Akkadian (, Akkadian: 𒀝𒅗𒁺𒌑 akkadû) is an extinct East Semitic language that was spoken in ancient Mesopotamia (Akkad, Assyria, Isin, Larsa and Babylonia) from the third millennium BC until its gradual replacement by Akkadian-influenced Old Aramaic among Mesopotamians by the 8th century BC.

It is the earliest documented Semitic language. It used the cuneiform script, which was originally used to write the unrelated, and also extinct, Sumerian (which is a language isolate). Akkadian is named after the city of Akkad, a major centre of Mesopotamian civilization during the Akkadian Empire (c. 2334–2154 BC). The mutual influence between Sumerian and Akkadian had led scholars to describe the languages as a Sprachbund.

Akkadian proper names were first attested in Sumerian texts from around the mid 3rd-millennium BC. From about the 25th or 24th century BC, texts fully written in Akkadian begin to appear. By the 10th century BC, two variant forms of the language were in use in Assyria and Babylonia, known as Assyrian and Babylonian respectively. The bulk of preserved material is from this later period, corresponding to the Near Eastern Iron Age. In total, hundreds of thousands of texts and text fragments have been excavated, covering a vast textual tradition of mythological narrative, legal texts, scientific works, correspondence, political and military events, and many other examples.

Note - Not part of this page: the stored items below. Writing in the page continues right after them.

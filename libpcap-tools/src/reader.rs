use crate::context::*;
use crate::duration::Duration;
use crate::error::{Error, FormatError};
use nom::number::complete::u32 as nom_u32;
use nom::number::Endianness;
use nom::IResult;
use pcap_parser::{parse_block_be, parse_block_le, parse_pcap_header, parse_sectionheaderblock};
use pcap_parser::{Block, Linktype};

const PCAP_MAGIC_MICROS: u32 = 0xa1b2_c3d4;
const PCAP_MAGIC_MICROS_SWAPPED: u32 = 0xd4c3_b2a1;
const PCAP_MAGIC_NANOS: u32 = 0xa1b2_3c4d;
const PCAP_MAGIC_NANOS_SWAPPED: u32 = 0x4d3c_b2a1;
const PCAPNG_MAGIC: u32 = 0x0a0d_0d0a;

const PCAP_HEADER_LEN: usize = 24;
const PCAP_RECORD_HEADER_LEN: usize = 16;
const PCAPNG_SHB_MIN_LEN: usize = 28;
const PCAPNG_EPB_TYPE: u32 = 6;

/// One captured frame, borrowed from the capture buffer
#[derive(Clone, Debug)]
pub struct Frame<'a> {
    /// Index of the frame in the capture (0-based)
    pub index: usize,
    pub ts: Duration,
    pub link_type: Linktype,
    /// Captured bytes (at most `caplen`, less if the capture is truncated)
    pub data: &'a [u8],
    pub caplen: u32,
    /// Length of the packet on the wire
    pub origlen: u32,
    /// true if the record declares more bytes than the buffer holds
    pub truncated: bool,
}

struct RecordHeader {
    ts_sec: u32,
    ts_frac: u32,
    caplen: u32,
    origlen: u32,
}

fn parse_record_header(i: &[u8], endian: Endianness) -> IResult<&[u8], RecordHeader> {
    let (i, ts_sec) = nom_u32(endian)(i)?;
    let (i, ts_frac) = nom_u32(endian)(i)?;
    let (i, caplen) = nom_u32(endian)(i)?;
    let (i, origlen) = nom_u32(endian)(i)?;
    Ok((
        i,
        RecordHeader {
            ts_sec,
            ts_frac,
            caplen,
            origlen,
        },
    ))
}

/// Fixed fields of an Enhanced Packet Block, read without its trailer
struct EpbPrefix {
    block_type: u32,
    block_len: u32,
    if_id: u32,
    ts_high: u32,
    ts_low: u32,
    caplen: u32,
    origlen: u32,
}

fn parse_epb_prefix(i: &[u8], endian: Endianness) -> IResult<&[u8], EpbPrefix> {
    let (i, block_type) = nom_u32(endian)(i)?;
    let (i, block_len) = nom_u32(endian)(i)?;
    let (i, if_id) = nom_u32(endian)(i)?;
    let (i, ts_high) = nom_u32(endian)(i)?;
    let (i, ts_low) = nom_u32(endian)(i)?;
    let (i, caplen) = nom_u32(endian)(i)?;
    let (i, origlen) = nom_u32(endian)(i)?;
    Ok((
        i,
        EpbPrefix {
            block_type,
            block_len,
            if_id,
            ts_high,
            ts_low,
            caplen,
            origlen,
        },
    ))
}

/// Byte order of a pcapng section, from the byte-order magic of its header block
fn section_is_big_endian(block: &[u8]) -> Option<bool> {
    match block.get(8..12)? {
        [0x1a, 0x2b, 0x3c, 0x4d] => Some(true),
        [0x4d, 0x3c, 0x2b, 0x1a] => Some(false),
        _ => None,
    }
}

/// Clamp frame data to the declared captured length
fn clamp_caplen(data: &[u8], caplen: usize) -> (&[u8], bool) {
    if caplen > data.len() {
        (data, true)
    } else {
        (&data[..caplen], false)
    }
}

/// Lazy reader over a pcap or pcap-ng capture held in memory
///
/// The reader is an `Iterator` of `Frame`s. It never fails after construction:
/// a truncated or corrupted tail ends the iteration and sets the `truncated()` flag.
///
/// ## example
///
/// ```
/// use libpcap_tools::CaptureReader;
///
/// // global header of an empty little-endian pcap file
/// let mut capture = vec![0xd4, 0xc3, 0xb2, 0xa1, 2, 0, 4, 0];
/// capture.extend_from_slice(&[0; 8]);
/// capture.extend_from_slice(&[0xff, 0xff, 0, 0, 1, 0, 0, 0]);
///
/// let reader = CaptureReader::new(&capture).expect("valid header");
/// assert_eq!(reader.count(), 0);
/// ```
pub struct CaptureReader<'a> {
    data: &'a [u8],
    offset: usize,
    info: CaptureInfo,
    interfaces: Vec<InterfaceInfo>,
    records: usize,
    truncated: bool,
    done: bool,
}

impl<'a> CaptureReader<'a> {
    /// Identify the capture format and parse its global header
    pub fn new(data: &'a [u8]) -> Result<Self, Error> {
        if data.len() < 4 {
            return Err(FormatError::HeaderTooShort {
                needed: 4,
                available: data.len(),
            }
            .into());
        }
        let magic = u32::from_be_bytes([data[0], data[1], data[2], data[3]]);
        match magic {
            PCAP_MAGIC_MICROS | PCAP_MAGIC_MICROS_SWAPPED | PCAP_MAGIC_NANOS
            | PCAP_MAGIC_NANOS_SWAPPED => Self::new_legacy(data, magic),
            PCAPNG_MAGIC => Self::new_pcapng(data),
            _ => {
                error!("unrecognized capture magic 0x{:08x}", magic);
                Err(FormatError::UnknownMagic(magic).into())
            }
        }
    }

    fn new_legacy(data: &'a [u8], magic: u32) -> Result<Self, Error> {
        if data.len() < PCAP_HEADER_LEN {
            return Err(FormatError::HeaderTooShort {
                needed: PCAP_HEADER_LEN,
                available: data.len(),
            }
            .into());
        }
        let big_endian = magic == PCAP_MAGIC_MICROS || magic == PCAP_MAGIC_NANOS;
        let nanosecond = magic == PCAP_MAGIC_NANOS || magic == PCAP_MAGIC_NANOS_SWAPPED;
        let (_, hdr) = parse_pcap_header(data).map_err(|_| FormatError::UnknownMagic(magic))?;
        debug!(
            "Legacy pcap v{}.{}, link type: {}, snaplen: {}",
            hdr.version_major, hdr.version_minor, hdr.network, hdr.snaplen
        );
        let info = CaptureInfo {
            format: CaptureFormat::Pcap,
            big_endian,
            version_major: hdr.version_major,
            version_minor: hdr.version_minor,
            snaplen: hdr.snaplen,
            link_type: Some(hdr.network.0),
            nanosecond,
        };
        let if_info = InterfaceInfo {
            link_type: hdr.network,
            snaplen: hdr.snaplen,
            if_tsresol: if nanosecond { 9 } else { DEFAULT_TSRESOL },
        };
        Ok(CaptureReader {
            data,
            offset: PCAP_HEADER_LEN,
            info,
            interfaces: vec![if_info],
            records: 0,
            truncated: false,
            done: false,
        })
    }

    fn new_pcapng(data: &'a [u8]) -> Result<Self, Error> {
        if data.len() < PCAPNG_SHB_MIN_LEN {
            return Err(FormatError::HeaderTooShort {
                needed: PCAPNG_SHB_MIN_LEN,
                available: data.len(),
            }
            .into());
        }
        let big_endian = section_is_big_endian(data).ok_or(FormatError::InvalidSectionHeader)?;
        let (rem, shb) =
            parse_sectionheaderblock(data).map_err(|_| FormatError::InvalidSectionHeader)?;
        debug!(
            "pcap-ng v{}.{} ({} endian)",
            shb.major_version,
            shb.minor_version,
            if big_endian { "big" } else { "little" }
        );
        let info = CaptureInfo {
            format: CaptureFormat::PcapNG,
            big_endian,
            version_major: shb.major_version,
            version_minor: shb.minor_version,
            snaplen: 0,
            link_type: None,
            nanosecond: false,
        };
        Ok(CaptureReader {
            data,
            offset: data.len() - rem.len(),
            info,
            interfaces: Vec::new(),
            records: 0,
            truncated: false,
            done: false,
        })
    }

    /// Global capture properties
    pub fn info(&self) -> &CaptureInfo {
        &self.info
    }

    /// Number of frames read so far
    pub fn records(&self) -> usize {
        self.records
    }

    /// true if the capture ended with an incomplete record or block
    pub fn truncated(&self) -> bool {
        self.truncated
    }

    fn stop(&mut self, truncated: bool) {
        self.done = true;
        self.truncated |= truncated;
    }

    fn endianness(&self) -> Endianness {
        if self.info.big_endian {
            Endianness::Big
        } else {
            Endianness::Little
        }
    }

    fn next_legacy(&mut self) -> Option<Frame<'a>> {
        let data = self.data;
        let rem = &data[self.offset..];
        if rem.is_empty() {
            self.stop(false);
            return None;
        }
        let (payload, hdr) = match parse_record_header(rem, self.endianness()) {
            Ok(r) => r,
            Err(_) => {
                warn!(
                    "Incomplete record header (record {}, {} bytes left)",
                    self.records,
                    rem.len()
                );
                self.stop(true);
                return None;
            }
        };
        let (frame_data, truncated) = clamp_caplen(payload, hdr.caplen as usize);
        if truncated {
            warn!(
                "Truncated record {}: caplen {} but only {} bytes left",
                self.records,
                hdr.caplen,
                payload.len()
            );
            self.stop(true);
        }
        self.offset += PCAP_RECORD_HEADER_LEN + frame_data.len();
        let ts_micros = if self.info.nanosecond {
            hdr.ts_frac / 1000
        } else {
            hdr.ts_frac
        };
        let link_type = self.interfaces[0].link_type;
        Some(self.emit(Duration::new(hdr.ts_sec, ts_micros), link_type, frame_data, hdr.caplen, hdr.origlen, truncated))
    }

    fn next_pcapng(&mut self) -> Option<Frame<'a>> {
        let data = self.data;
        loop {
            let block_start = self.offset;
            let rem = &data[block_start..];
            if rem.is_empty() {
                self.stop(false);
                return None;
            }
            let res = if self.info.big_endian {
                parse_block_be(rem)
            } else {
                parse_block_le(rem)
            };
            let block = match res {
                Ok((rest, block)) => {
                    self.offset += rem.len() - rest.len();
                    block
                }
                Err(e) => {
                    warn!("Could not parse pcapng block at offset {}: {:?}", block_start, e);
                    self.stop(true);
                    return self.partial_epb(rem, block_start);
                }
            };
            match block {
                Block::SectionHeader(_) => {
                    trace!("pcap-ng: new section at offset {}", block_start);
                    match section_is_big_endian(rem) {
                        Some(be) => self.info.big_endian = be,
                        None => {
                            warn!("Invalid byte order in section header (offset {})", block_start);
                            self.stop(true);
                            return None;
                        }
                    }
                    self.interfaces.clear();
                }
                Block::InterfaceDescription(ref idb) => {
                    trace!(
                        "pcap-ng: interface {} link type {}",
                        self.interfaces.len(),
                        idb.linktype
                    );
                    if self.info.link_type.is_none() {
                        self.info.link_type = Some(idb.linktype.0);
                        self.info.snaplen = idb.snaplen;
                    }
                    self.interfaces.push(InterfaceInfo {
                        link_type: idb.linktype,
                        snaplen: idb.snaplen,
                        if_tsresol: idb.if_tsresol,
                    });
                }
                Block::EnhancedPacket(ref epb) => {
                    let (frame_data, truncated) = clamp_caplen(epb.data, epb.caplen as usize);
                    if truncated {
                        warn!("Truncated enhanced packet block at offset {}", block_start);
                    }
                    let hdr = EpbPrefix {
                        block_type: PCAPNG_EPB_TYPE,
                        block_len: epb.block_len1,
                        if_id: epb.if_id,
                        ts_high: epb.ts_high,
                        ts_low: epb.ts_low,
                        caplen: epb.caplen,
                        origlen: epb.origlen,
                    };
                    return Some(self.emit_epb(&hdr, frame_data, truncated));
                }
                Block::SimplePacket(ref spb) => {
                    let if_info = self.interfaces.first().cloned().unwrap_or_default();
                    // simple packet blocks carry no caplen: deduce it from snaplen
                    let mut caplen = spb.origlen as usize;
                    if if_info.snaplen > 0 {
                        caplen = caplen.min(if_info.snaplen as usize);
                    }
                    let (frame_data, truncated) = clamp_caplen(spb.data, caplen);
                    return Some(self.emit(
                        Duration::default(),
                        if_info.link_type,
                        frame_data,
                        frame_data.len() as u32,
                        spb.origlen,
                        truncated,
                    ));
                }
                _ => {
                    trace!("pcap-ng: skipping block at offset {}", block_start);
                }
            }
        }
    }

    /// Recover the last frame of a capture cut inside an Enhanced Packet Block
    fn partial_epb(&mut self, rem: &'a [u8], block_start: usize) -> Option<Frame<'a>> {
        let (data, hdr) = parse_epb_prefix(rem, self.endianness()).ok()?;
        if hdr.block_type != PCAPNG_EPB_TYPE || hdr.block_len as usize <= rem.len() {
            return None;
        }
        warn!(
            "Enhanced packet block at offset {} declares {} bytes, {} left",
            block_start,
            hdr.block_len,
            rem.len()
        );
        let (frame_data, _) = clamp_caplen(data, hdr.caplen as usize);
        self.offset = self.data.len();
        Some(self.emit_epb(&hdr, frame_data, true))
    }

    fn emit_epb(&mut self, hdr: &EpbPrefix, data: &'a [u8], truncated: bool) -> Frame<'a> {
        let if_info = match self.interfaces.get(hdr.if_id as usize) {
            Some(if_info) => if_info.clone(),
            None => {
                warn!("Enhanced packet block references unknown interface {}", hdr.if_id);
                InterfaceInfo::default()
            }
        };
        let raw_ts = (u64::from(hdr.ts_high) << 32) | u64::from(hdr.ts_low);
        let ts = ts_from_units(raw_ts, if_info.if_tsresol);
        self.emit(ts, if_info.link_type, data, hdr.caplen, hdr.origlen, truncated)
    }

    fn emit(
        &mut self,
        ts: Duration,
        link_type: Linktype,
        data: &'a [u8],
        caplen: u32,
        origlen: u32,
        truncated: bool,
    ) -> Frame<'a> {
        let index = self.records;
        self.records += 1;
        trace!("record {}: caplen {} origlen {}", index, caplen, origlen);
        Frame {
            index,
            ts,
            link_type,
            data,
            caplen,
            origlen,
            truncated,
        }
    }
}

impl<'a> Iterator for CaptureReader<'a> {
    type Item = Frame<'a>;

    fn next(&mut self) -> Option<Frame<'a>> {
        if self.done {
            return None;
        }
        match self.info.format {
            CaptureFormat::Pcap => self.next_legacy(),
            CaptureFormat::PcapNG => self.next_pcapng(),
        }
    }
}

/// Best-effort number of records in a capture, walking record headers only
pub fn count_records(data: &[u8]) -> Result<usize, Error> {
    Ok(CaptureReader::new(data)?.count())
}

Centuries after the fall of the Akkadian Empire, Akkadian (in its Assyrian and Babylonian varieties) was the native language of the Mesopotamian empires (Old Assyrian Empire, Babylonia, Middle Assyrian Empire) throughout the later Bronze Age, and became the lingua franca of much of the Ancient Near East by the time of the Bronze Age collapse c. 1150 BC. Its decline began in the Iron Age, during the Neo-Assyrian Empire, by about the 8th century BC (Tiglath-Pileser III), in favour of Old Aramaic. By the Hellenistic period, the language was largely confined to scholars and priests working in temples in Assyria and Babylonia. The last known Akkadian cuneiform document dates from the 1st century AD. Mandaic and Suret are two (Northwest Semitic) Neo-Aramaic languages that retain some Akkadian vocabulary and grammatical features.

Akkadian is a fusional language with grammatical case; and like all Semitic languages, Akkadian uses the system of consonantal roots. The Kültepe texts, which were written in Old Assyrian, include Hittite loanwords and names, which constitute the oldest record of any Indo-European language.